For a simple solution, you could add a route such as

@app.route("/cron/do_the_thing", methods=['POST'])
def do_the_thing():
    logging.info("Did the thing")
    return "OK", 200

Then add a unix cron job that POSTs to this endpoint periodically. For example to run it once a minute, in terminal type crontab -e and add this line:

* * * * * /opt/local/bin/curl -X POST https://YOUR_APP/cron/do_the_thing

(Note that the path to curl has to be complete, as when the job runs it won’t have your PATH. You can find out the full path to curl on your system by which curl)

I like this in that it’s easy to test the job manually, it has no extra dependencies and as there isn’t anything special going on it is easy to understand.

Security

If you’d like to password protect your cron job, you can pip install Flask-BasicAuth, and then add the credentials to your app configuration:

app = Flask(__name__)
app.config['BASIC_AUTH_REALM'] = 'realm'
app.config['BASIC_AUTH_USERNAME'] = 'falken'
app.config['BASIC_AUTH_PASSWORD'] = 'joshua'

To password protect the job endpoint:

from flask_basicauth import BasicAuth
basic_auth = BasicAuth(app)

@app.route("/cron/do_the_thing", methods=['POST'])
@basic_auth.required
def do_the_thing():
    logging.info("Did the thing a bit more securely")
    return "OK", 200

Then to call it from your cron job:

* * * * * /opt/local/bin/curl -X POST https://falken:joshua@YOUR_APP/cron/do_the_thing
Answered By: Bemmu

I’ve tried using flask instead of a simple apscheduler what you need to install is

pip3 install flask_apscheduler

Below is the sample of my code:

from flask import Flask
from flask_apscheduler import APScheduler

app = Flask(__name__)
scheduler = APScheduler()

def scheduleTask():
    print("This test runs every 3 seconds")

if __name__ == '__main__':
    scheduler.add_job(id = 'Scheduled Task', func=scheduleTask, trigger="interval", seconds=3)
    scheduler.start()
    app.run(host="0.0.0.0")
Answered By: Mawty

You may use flask-crontab module, which is quite easy.
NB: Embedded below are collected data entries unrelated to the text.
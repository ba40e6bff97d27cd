/// JSON serialization helpers for token sequences.
pub mod dump;
/// ZPL emitter — token sequence back to exact bytes.
pub mod emit;
/// ZPL tokenizer — raw text or bytes into a token sequence.
pub mod lexer;
/// Mnemonic grammar: mark characters and command-name widths.
pub mod mnemonics;
/// Lossless token model for ZPL documents.
pub mod token;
Step 1: pip install flask-crontab

Step 2:

from flask import Flask
from flask_crontab import Crontab

app = Flask(__name__)
crontab = Crontab(app)

Step 3:

@crontab.job(minute="0", hour="6", day="*", month="*", day_of_week="*")
def my_scheduled_job():
    do_something()

Step 4: On cmd, hit

flask crontab add

Done. now simply run your flask application, and you can check your function will call at 6:00 every day.

You may take reference from Here (Official DOc).